Atropelador que matou bebê em Copacabana diz que teve ataque epilético e ‘apagou’

Antonio de Almeida Anaquim, de 41 anos, motorista do carro que atropelou 16 pedestres e matou um bebê no calçadão e na praia de Copacabana na noite desta quinta-feira, 18, disse a policiais que sofreu um ataque epilético pouco antes do acidente.

Segundo testemunhas, Anaquim tentou fugir, mas foi detido e levado para uma delegacia em Copacabana. O motorista será submetido a exame para detectar a quantidade de álcool no sangue.
Informações do produtor Leslie Leitão, da TV Globo, dão conta de que realmente havia remédios para epilepsia no carro do atropelador. Imagens mostram embalagens dos remédios Depakote, Lamitor e Tegretol, todos usados contra a doença. Anaquim afirma que “apagou” quando estava dirigindo e subiu a calçadão.

O Denatran explica que um paciente epilético pode ter direito a habilitação desde que não tenha tido crise no ano anterior ao pedido e haja parecer médico favorável.

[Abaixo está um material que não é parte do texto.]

//! Keyed storage for finished runs awaiting download.
//!
//! Each run gets its own token, so concurrent runs never see each other's
//! results. An entry is read at most once and disappears after its TTL.

pub mod history;

pub use history::{History, HistoryRecord};

use std::sync::Arc;

use chrono::{DateTime, TimeDelta, Utc};
use dashmap::DashMap;
use dashmap::mapref::entry::Entry as Slot;
use tracing::debug;
use url::Url;
use uuid::Uuid;

use crate::export::{self, Export, ExportError, ExportFormat};
use crate::extractor::ResultTable;
use crate::runner::{RunMetadata, RunMode};

#[derive(Debug, Clone, PartialEq)]
pub enum Payload {
    Table(ResultTable),
    /// Full curl output; previews are truncated, downloads are not.
    Raw { content: String, content_type: String },
}

#[derive(Debug, Clone)]
pub struct StoredRun {
    pub mode: RunMode,
    pub url: Url,
    /// Format chosen on the form, used when a download names none.
    pub format: ExportFormat,
    pub payload: Payload,
    pub metadata: RunMetadata,
}

impl StoredRun {
    pub fn export(&self, format: Option<ExportFormat>) -> Result<Export, ExportError> {
        let format = format.unwrap_or(self.format);
        match &self.payload {
            Payload::Table(table) => export::export_table(table, self.mode, format),
            Payload::Raw { content, .. } => export::export_raw(content, &self.url, format),
        }
    }
}

#[derive(Debug)]
struct Entry {
    run: StoredRun,
    expires_at: DateTime<Utc>,
}

#[derive(Clone)]
pub struct ResultStore {
    entries: Arc<DashMap<Uuid, Entry>>,
    ttl_seconds: i64,
}

impl ResultStore {
    pub fn new(ttl_seconds: i64) -> Self {
        Self {
            entries: Arc::new(DashMap::new()),
            ttl_seconds,
        }
    }

    /// Store a run and hand back its token. Expired entries are purged first.
    pub fn put(&self, run: StoredRun) -> Uuid {
        self.put_at(run, Utc::now())
    }

    fn put_at(&self, run: StoredRun, now: DateTime<Utc>) -> Uuid {
        self.purge_expired_at(now);

        let token = Uuid::new_v4();
        // saturates for TTLs past the end of the calendar
        let expires_at = TimeDelta::try_seconds(self.ttl_seconds)
            .and_then(|ttl| now.checked_add_signed(ttl))
            .unwrap_or(DateTime::<Utc>::MAX_UTC);
        self.entries.insert(token, Entry { run, expires_at });
        token
    }

    /// Remove and return a run. Expired entries count as absent.
    pub fn take(&self, token: &Uuid) -> Option<StoredRun> {
        self.take_at(token, Utc::now())
    }

    fn take_at(&self, token: &Uuid, now: DateTime<Utc>) -> Option<StoredRun> {
        let (_, entry) = self.entries.remove(token)?;
        if entry.expires_at <= now {
            debug!(%token, "stored run expired");
            return None;
        }
        Some(entry.run)
    }

    /// Export a run and remove it once the export succeeds. A failed export
    /// leaves the run in place so it can be downloaded in another format.
    /// `None` means the token is unknown or expired.
    pub fn take_export(
        &self,
        token: &Uuid,
        format: Option<ExportFormat>,
    ) -> Option<Result<Export, ExportError>> {
        self.take_export_at(token, format, Utc::now())
    }

    fn take_export_at(
        &self,
        token: &Uuid,
        format: Option<ExportFormat>,
        now: DateTime<Utc>,
    ) -> Option<Result<Export, ExportError>> {
        let Slot::Occupied(slot) = self.entries.entry(*token) else {
            return None;
        };
        if slot.get().expires_at <= now {
            slot.remove();
            debug!(%token, "stored run expired");
            return None;
        }

        let export = slot.get().run.export(format);
        if export.is_ok() {
            slot.remove();
        }
        Some(export)
    }

    pub fn purge_expired(&self) -> usize {
        self.purge_expired_at(Utc::now())
    }

    fn purge_expired_at(&self, now: DateTime<Utc>) -> usize {
        let before = self.entries.len();
        self.entries.retain(|_, entry| entry.expires_at > now);
        before.saturating_sub(self.entries.len())
    }

    pub fn clear(&self) {
        self.entries.clear();
    }

    pub fn len(&self) -> usize {
        self.entries.len()
    }

    pub fn is_empty(&self) -> bool {
        self.entries.is_empty()
    }
}

#[cfg(test)]
mod tests {
    use super::*;
    use crate::fetcher::Method;

    fn run(mode: RunMode) -> StoredRun {
        let url = Url::parse("https://example.com").unwrap();
        StoredRun {
            mode,
            url: url.clone(),
            format: ExportFormat::Json,
            payload: Payload::Table(ResultTable::new(
                vec!["email".to_string()],
                vec![vec!["a@b.com".to_string()]],
            )),
            metadata: RunMetadata::new(mode, Method::Get, &url, Utc::now()),
        }
    }

    #[test]
    fn test_take_reads_once() {
        let store = ResultStore::new(60);
        let token = store.put(run(RunMode::AutoFind));
        assert_eq!(store.len(), 1);

        let stored = store.take(&token).unwrap();
        assert_eq!(stored.mode, RunMode::AutoFind);
        assert!(store.take(&token).is_none());
        assert!(store.is_empty());
    }

    #[test]
    fn test_concurrent_runs_do_not_overwrite() {
        let store = ResultStore::new(60);
        let a = store.put(run(RunMode::Scrape));
        let b = store.put(run(RunMode::AutoFind));
        assert_ne!(a, b);
        assert_eq!(store.take(&b).unwrap().mode, RunMode::AutoFind);
        assert_eq!(store.take(&a).unwrap().mode, RunMode::Scrape);
    }

    #[test]
    fn test_expired_entries() {
        let store = ResultStore::new(60);
        let start = Utc::now();
        let token = store.put_at(run(RunMode::Scrape), start);

        assert!(store.take_at(&token, start + TimeDelta::seconds(61)).is_none());

        let stale = store.put_at(run(RunMode::Scrape), start);
        let fresh = store.put_at(run(RunMode::Curl), start + TimeDelta::seconds(61));
        assert!(store.entries.get(&stale).is_none());
        assert!(store.entries.get(&fresh).is_some());

        assert_eq!(store.purge_expired_at(start + TimeDelta::seconds(200)), 1);
        assert!(store.is_empty());
    }

    #[test]
    fn test_huge_ttl_does_not_overflow() {
        for ttl in [i64::MAX, i64::MAX / 2000] {
            let store = ResultStore::new(ttl);
            let token = store.put(run(RunMode::Scrape));
            assert!(store.take(&token).is_some());
        }
    }

    #[test]
    fn test_clear() {
        let store = ResultStore::new(60);
        store.put(run(RunMode::Scrape));
        store.put(run(RunMode::Scrape));
        assert_eq!(store.purge_expired(), 0);
        store.clear();
        assert!(store.is_empty());
    }

    #[test]
    fn test_export_uses_stored_format_by_default() {
        let stored = run(RunMode::AutoFind);
        let export = stored.export(None).unwrap();
        assert_eq!(export.filename, "autofind_emails.json");

        let export = stored.export(Some(ExportFormat::Csv)).unwrap();
        assert_eq!(export.filename, "autofind_emails.csv");
        assert_eq!(String::from_utf8(export.bytes).unwrap(), "email\na@b.com\n");
    }

    #[test]
    fn test_failed_export_keeps_run() {
        let stored = StoredRun {
            payload: Payload::Table(ResultTable::new(
                vec!["text".to_string()],
                vec![vec!["x".repeat(40_000)]],
            )),
            ..run(RunMode::Scrape)
        };

        let store = ResultStore::new(60);
        let token = store.put(stored);

        let failed = store.take_export(&token, Some(ExportFormat::Xlsx)).unwrap();
        assert!(failed.is_err());
        assert_eq!(store.len(), 1);

        let export = store
            .take_export(&token, Some(ExportFormat::Csv))
            .unwrap()
            .unwrap();
        assert_eq!(export.filename, "scraped.csv");
        assert!(store.take_export(&token, None).is_none());
        assert!(store.is_empty());
    }

    #[test]
    fn test_take_export_skips_expired() {
        let store = ResultStore::new(60);
        let start = Utc::now();
        let token = store.put_at(run(RunMode::Scrape), start);

        let later = start + TimeDelta::seconds(61);
        assert!(store.take_export_at(&token, None, later).is_none());
        assert!(store.is_empty());
    }

    #[test]
    fn test_raw_payload_export() {
        let url = Url::parse("https://example.com").unwrap();
        let stored = StoredRun {
            mode: RunMode::Curl,
            url: url.clone(),
            format: ExportFormat::Txt,
            payload: Payload::Raw {
                content: "hello".to_string(),
                content_type: "text/plain".to_string(),
            },
            metadata: RunMetadata::new(RunMode::Curl, Method::Get, &url, Utc::now()),
        };
        let export = stored.export(None).unwrap();
        assert_eq!(export.filename, "curl_example.com.txt");
        assert_eq!(export.bytes, b"hello");
    }
}
use thiserror::Error;

#[derive(Error, Debug, Clone, PartialEq, Eq)]
pub enum ExtractError {
    #[error("invalid regex pattern: {0}")]
    InvalidPattern(String),

    #[error("unknown regex preset '{0}'")]
    UnknownPreset(String),

    #[error("invalid selector '{selector}': {reason}")]
    InvalidSelector { selector: String, reason: String },
}

impl From<regex::Error> for ExtractError {
    fn from(err: regex::Error) -> Self {
        Self::InvalidPattern(err.to_string())
    }
}
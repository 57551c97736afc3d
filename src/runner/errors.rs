use serde::{Deserialize, Serialize};
use thiserror::Error;
use utoipa::ToSchema;

use crate::extractor::ExtractError;
use crate::fetcher::FetchError;

/// Stable category reported alongside every error message.
#[derive(Debug, Clone, Copy, PartialEq, Eq, Serialize, Deserialize, ToSchema)]
#[serde(rename_all = "snake_case")]
pub enum ErrorKind {
    Validation,
    Fetch,
    Extraction,
    Serialization,
    NotFound,
}

impl ErrorKind {
    pub fn as_str(&self) -> &'static str {
        match self {
            Self::Validation => "validation",
            Self::Fetch => "fetch",
            Self::Extraction => "extraction",
            Self::Serialization => "serialization",
            Self::NotFound => "not_found",
        }
    }
}

/// Bad input. Raised before any network call is made.
#[derive(Error, Debug, Clone, PartialEq, Eq)]
pub enum ValidationError {
    #[error("Invalid URL: '{0}' must be an absolute http(s) URL with a host")]
    InvalidUrl(String),

    #[error("Enter CSS selectors or regex for scrape mode (or use Auto Find)")]
    MissingScrapeInput,

    #[error("Unknown mode '{0}', expected 'curl' or 'scrape'")]
    UnknownMode(String),

    #[error("Timeout must be between {min} and {max} seconds, got {value}")]
    TimeoutOutOfRange { value: i64, min: u64, max: u64 },

    #[error("Invalid JSON in custom headers: {0}")]
    InvalidHeadersJson(String),

    #[error("Invalid custom header '{name}': {reason}")]
    InvalidHeader { name: String, reason: String },

    #[error("Invalid JSON in POST data: {0}")]
    InvalidBodyJson(String),
}

/// Everything that can stop a pipeline run.
#[derive(Error, Debug)]
pub enum RunError {
    #[error(transparent)]
    Validation(#[from] ValidationError),

    #[error("Request error: {0}")]
    Fetch(#[from] FetchError),

    #[error("Extraction error: {0}")]
    Extraction(#[from] ExtractError),
}

impl RunError {
    pub fn kind(&self) -> ErrorKind {
        match self {
            Self::Validation(_) => ErrorKind::Validation,
            Self::Fetch(_) => ErrorKind::Fetch,
            Self::Extraction(_) => ErrorKind::Extraction,
        }
    }
}
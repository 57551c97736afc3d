use tracing_subscriber::EnvFilter;

use crate::config::LogFormat;

pub const DEFAULT_FILTER: &str = "harvest=info,tower_http=info";

/// `RUST_LOG` wins when set.
pub fn env_filter() -> EnvFilter {
    EnvFilter::try_from_default_env().unwrap_or_else(|_| EnvFilter::new(DEFAULT_FILTER))
}

/// Install the global subscriber. Safe to call more than once; later calls
/// are ignored.
pub fn init(format: LogFormat) {
    let builder = tracing_subscriber::fmt().with_env_filter(env_filter());
    let result = match format {
        LogFormat::Json => builder.json().try_init(),
        LogFormat::Pretty => builder.try_init(),
    };
    if result.is_err() {
        tracing::debug!("tracing subscriber already installed");
    }
}
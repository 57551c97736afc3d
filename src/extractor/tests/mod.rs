use std::fs;

use crate::extractor::{ExtractError, ExtractionSpec, PostProcess, extract};

fn fixture(name: &str) -> String {
    fs::read_to_string(format!("src/extractor/tests/fixtures/{}", name))
        .expect("Failed to read test fixture")
}

fn selectors(list: &[&str], pattern: Option<&str>) -> ExtractionSpec {
    ExtractionSpec::Selectors {
        selectors: list.iter().map(|s| s.to_string()).collect(),
        pattern: pattern.map(str::to_string),
    }
}

#[test]
fn test_single_selector_quote() {
    let html = r#"<div class="quote"><span class="text">Quote</span></div>"#;
    let table = extract(html, &selectors(&[".text"], None), PostProcess::default()).unwrap();

    assert_eq!(table.columns(), &[".text"]);
    assert_eq!(table.rows(), &[vec!["Quote"]]);
}

#[test]
fn test_selectors_align_by_position() {
    let html = fixture("quotes.html");
    let table = extract(
        &html,
        &selectors(&[".author", ".tag"], None),
        PostProcess::default(),
    )
    .unwrap();

    // 3 authors, 3 tags: zipped by index, not by quote
    assert_eq!(table.len(), 3);
    assert_eq!(table.rows()[0], vec!["Albert Einstein", "change"]);
    assert_eq!(table.rows()[2], vec!["Albert Einstein", "choices"]);
}

#[test]
fn test_shorter_selector_pads_with_empty() {
    let html = fixture("quotes.html");
    let table = extract(
        &html,
        &selectors(&[".text", "footer"], None),
        PostProcess::default(),
    )
    .unwrap();

    assert_eq!(table.len(), 3);
    assert!(table.rows()[0][1].starts_with("Posted"));
    assert_eq!(table.rows()[1][1], "");
    assert_eq!(table.rows()[2][1], "");
    assert!(table.rows().iter().all(|r| r.len() == table.columns().len()));
}

#[test]
fn test_empty_text_falls_back_to_attributes() {
    let html = fixture("quotes.html");
    let table = extract(&html, &selectors(&["img.banner"], None), PostProcess::default()).unwrap();
    assert_eq!(table.rows(), &[vec!["/static/banner.png"]]);
}

#[test]
fn test_selector_regex_filters_each_element() {
    let html = fixture("quotes.html");
    let table = extract(
        &html,
        &selectors(&[".author"], Some(r"Einstein")),
        PostProcess::default(),
    )
    .unwrap();

    assert_eq!(
        table.rows(),
        &[vec!["Einstein"], vec![""], vec!["Einstein"]]
    );
}

#[test]
fn test_clean_whitespace_flag() {
    let html = fixture("quotes.html");
    let raw = extract(&html, &selectors(&[".text"], None), PostProcess::default()).unwrap();
    assert!(raw.rows()[1][0].contains('\n'));

    let clean = extract(
        &html,
        &selectors(&[".text"], None),
        PostProcess {
            clean_whitespace: true,
            unique_only: false,
        },
    )
    .unwrap();
    assert_eq!(
        clean.rows()[1][0],
        "“It is our choices that show what we truly are, far more than our abilities.”"
    );
}

#[test]
fn test_unique_only_dedups_rows() {
    let html = fixture("quotes.html");
    let flags = PostProcess {
        clean_whitespace: false,
        unique_only: true,
    };
    let table = extract(&html, &selectors(&[".author"], None), flags).unwrap();
    assert_eq!(
        table.rows(),
        &[vec!["Albert Einstein"], vec!["J.K. Rowling"]]
    );
}

#[test]
fn test_long_selector_label_is_truncated() {
    let html = fixture("quotes.html");
    let table = extract(
        &html,
        &selectors(&["div.quote > small.author"], None),
        PostProcess::default(),
    )
    .unwrap();
    assert_eq!(table.columns(), &["div.quote > small.au..."]);
}

#[test]
fn test_regex_only_matches_whole_body() {
    let spec = ExtractionSpec::Regex {
        pattern: r"\d{4}-\d{2}-\d{2}".to_string(),
    };
    let table = extract(
        "Posted 2024-01-05 and 2024-02-10",
        &spec,
        PostProcess::default(),
    )
    .unwrap();

    assert_eq!(table.columns(), &["regex_match"]);
    assert_eq!(table.rows(), &[vec!["2024-01-05"], vec!["2024-02-10"]]);
}

#[test]
fn test_regex_only_sees_markup() {
    let html = fixture("quotes.html");
    let spec = ExtractionSpec::Regex {
        pattern: r#"href="(/tag/[a-z]+/)""#.to_string(),
    };
    let table = extract(&html, &spec, PostProcess::default()).unwrap();
    assert_eq!(
        table.rows(),
        &[
            vec!["/tag/change/"],
            vec!["/tag/thinking/"],
            vec!["/tag/choices/"]
        ]
    );
}

#[test]
fn test_no_matches_keeps_columns() {
    let table = extract(
        "<p>nothing</p>",
        &selectors(&[".missing", "h1"], None),
        PostProcess::default(),
    )
    .unwrap();
    assert!(table.is_empty());
    assert_eq!(table.columns(), &[".missing", "h1"]);
}

#[test]
fn test_single_page_email_harvest() {
    let html = fixture("contact.html");
    let table = extract(&html, &ExtractionSpec::AutoFind, PostProcess::default()).unwrap();
    assert_eq!(table.columns(), &["email"]);
    assert_eq!(
        table.rows(),
        &[vec!["sales@example.com"], vec!["press@example.com"]]
    );
}

#[test]
fn test_invalid_regex_is_extraction_error() {
    let spec = ExtractionSpec::Regex {
        pattern: "([".to_string(),
    };
    let err = extract("body", &spec, PostProcess::default()).unwrap_err();
    assert!(matches!(err, ExtractError::InvalidPattern(_)));
}

#[test]
fn test_invalid_selector_is_extraction_error() {
    let err = extract(
        "<p>x</p>",
        &selectors(&["p", "::<>"], None),
        PostProcess::default(),
    )
    .unwrap_err();
    assert!(matches!(err, ExtractError::InvalidSelector { .. }));
}

#[test]
fn test_malformed_html() {
    let html = "<html><body><p class='x'>Unclosed tags<div class='x'>More content";
    let table = extract(html, &selectors(&[".x"], None), PostProcess::default()).unwrap();
    assert_eq!(table.len(), 2);
    assert_eq!(table.rows()[1], vec!["More content"]);
}

#[cfg(feature = "fuzz")]
mod fuzz {
    use super::*;
    use crate::extractor::cleaner::{clean_whitespace, dedup_rows};
    use proptest::prelude::*;

    proptest! {
        #[test]
        fn test_clean_whitespace_idempotent(text in "\\PC*") {
            let once = clean_whitespace(&text);
            prop_assert_eq!(clean_whitespace(&once), once);
        }

        #[test]
        fn test_dedup_idempotent(rows in prop::collection::vec(prop::collection::vec("[ab]{0,2}", 2), 0..20)) {
            let once = dedup_rows(rows);
            prop_assert_eq!(dedup_rows(once.clone()), once);
        }

        #[test]
        fn test_rows_match_columns(html in ".*", sel in "[a-z]{1,3}") {
            let spec = selectors(&[sel.as_str(), "p"], None);
            if let Ok(table) = extract(&html, &spec, PostProcess::default()) {
                prop_assert!(table.rows().iter().all(|r| r.len() == table.columns().len()));
            }
        }
    }
}
use harvest::config;

fn main() -> anyhow::Result<()> {
    let config = config::Config::from_env()?;
    println!("config: {:?}", config);
    Ok(())
}
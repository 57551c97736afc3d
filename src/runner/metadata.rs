use chrono::{DateTime, SecondsFormat, Utc};
use serde::Serialize;
use utoipa::ToSchema;

use crate::fetcher::Method;
use crate::runner::form::RunMode;

/// Descriptive record attached to every run for display.
#[derive(Debug, Clone, PartialEq, Serialize, ToSchema)]
pub struct RunMetadata {
    /// RFC 3339, UTC.
    pub timestamp: String,
    pub mode: RunMode,
    pub method: Method,
    pub url: String,
    /// Selectors and/or regex, or the response content type in curl mode.
    pub descriptor: String,
    pub row_count: usize,
    #[serde(skip_serializing_if = "Option::is_none")]
    pub contact_candidates: Option<usize>,
    pub unique: bool,
    pub clean: bool,
    #[serde(skip_serializing_if = "Option::is_none")]
    pub content_length: Option<usize>,
}

impl RunMetadata {
    pub fn new(mode: RunMode, method: Method, url: &url::Url, at: DateTime<Utc>) -> Self {
        Self {
            timestamp: at.to_rfc3339_opts(SecondsFormat::Secs, true),
            mode,
            method,
            url: url.to_string(),
            descriptor: String::new(),
            row_count: 0,
            contact_candidates: None,
            unique: false,
            clean: false,
            content_length: None,
        }
    }
}
use axum::{
    Json,
    http::StatusCode,
    response::{IntoResponse, Response},
};
use thiserror::Error;
use tracing::{error, warn};
use uuid::Uuid;

use crate::api::dtos::ErrorResponse;
use crate::export::ExportError;
use crate::runner::{ErrorKind, RunError};

#[derive(Error, Debug)]
pub enum ApiError {
    #[error(transparent)]
    Run(#[from] RunError),

    #[error("Export error: {0}")]
    Export(#[from] ExportError),

    #[error("No result for token {0}; it may have expired or already been downloaded")]
    NotFound(Uuid),

    #[error("{0}")]
    BadRequest(String),
}

impl ApiError {
    pub fn kind(&self) -> ErrorKind {
        match self {
            Self::Run(e) => e.kind(),
            Self::Export(_) => ErrorKind::Serialization,
            Self::NotFound(_) => ErrorKind::NotFound,
            Self::BadRequest(_) => ErrorKind::Validation,
        }
    }

    pub fn status(&self) -> StatusCode {
        match self.kind() {
            ErrorKind::Validation => StatusCode::BAD_REQUEST,
            ErrorKind::Fetch => StatusCode::BAD_GATEWAY,
            ErrorKind::Extraction => StatusCode::UNPROCESSABLE_ENTITY,
            ErrorKind::Serialization => StatusCode::INTERNAL_SERVER_ERROR,
            ErrorKind::NotFound => StatusCode::NOT_FOUND,
        }
    }
}

impl IntoResponse for ApiError {
    fn into_response(self) -> Response {
        let status = self.status();
        if status.is_server_error() {
            error!(kind = self.kind().as_str(), error = %self, "request failed");
        } else {
            warn!(kind = self.kind().as_str(), error = %self, "request rejected");
        }

        let body = ErrorResponse {
            kind: self.kind(),
            error: self.to_string(),
        };
        (status, Json(body)).into_response()
    }
}
use axum::{
    Json,
    extract::{Path, Query, State, rejection::JsonRejection},
    http::header,
    response::{IntoResponse, Response},
};
use uuid::Uuid;

use crate::api::{
    dtos::{DownloadQuery, ErrorResponse, RunResponse},
    errors::ApiError,
};
use crate::app_state::AppState;
use crate::export::ExportFormat;
use crate::runner::RunForm;
use crate::store::HistoryRecord;

#[utoipa::path(
    post,
    path = "/v1/runs",
    tag = "runs",
    request_body = RunForm,
    responses(
        (status = 200, description = "Run finished", body = RunResponse),
        (status = 400, description = "Invalid input", body = ErrorResponse),
        (status = 422, description = "Invalid selector or pattern", body = ErrorResponse),
        (status = 502, description = "Target could not be fetched", body = ErrorResponse)
    )
)]
pub async fn create_run(
    State(state): State<AppState>,
    payload: Result<Json<RunForm>, JsonRejection>,
) -> Result<Json<RunResponse>, ApiError> {
    let Json(form) = payload.map_err(|e| ApiError::BadRequest(e.body_text()))?;
    let output = state.runner.run(&form).await?;
    Ok(Json(RunResponse::from(output)))
}

#[utoipa::path(
    get,
    path = "/v1/runs/{token}/download",
    tag = "runs",
    params(
        ("token" = Uuid, Path, description = "Token returned by the run"),
        DownloadQuery
    ),
    responses(
        (status = 200, description = "File attachment"),
        (status = 400, description = "Unknown format", body = ErrorResponse),
        (status = 404, description = "Unknown, expired or already downloaded", body = ErrorResponse),
        (status = 500, description = "Encoding failed", body = ErrorResponse)
    )
)]
pub async fn download_run(
    State(state): State<AppState>,
    Path(token): Path<Uuid>,
    Query(query): Query<DownloadQuery>,
) -> Result<Response, ApiError> {
    // a bad format or a failed export leaves the run downloadable
    let format = query
        .format
        .as_deref()
        .map(str::trim)
        .filter(|f| !f.is_empty())
        .map(str::parse::<ExportFormat>)
        .transpose()
        .map_err(ApiError::BadRequest)?;

    let export = state
        .runner
        .store()
        .take_export(&token, format)
        .ok_or(ApiError::NotFound(token))??;

    let disposition = format!("attachment; filename=\"{}\"", export.filename);
    Ok((
        [
            (header::CONTENT_TYPE, export.content_type.to_string()),
            (header::CONTENT_DISPOSITION, disposition),
        ],
        export.bytes,
    )
        .into_response())
}

#[utoipa::path(
    get,
    path = "/v1/history",
    tag = "runs",
    responses(
        (status = 200, description = "Recent runs, oldest first", body = Vec<HistoryRecord>)
    )
)]
pub async fn list_history(State(state): State<AppState>) -> Json<Vec<HistoryRecord>> {
    Json(state.runner.history().recent())
}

Informações do Departamento de Trânsito do Estado do Rio de Janeiro (Detran-RJ), Anaquim está com a carteira de habilitação bloqueada. Ele acumula 62 pontos por infrações e 14 multas nos últimos 5 anos.
Entre os feridos há um australiano em estado grave e uma menina de 7 anos com várias fraturas e escoriações. Treze vítimas continuam internadas.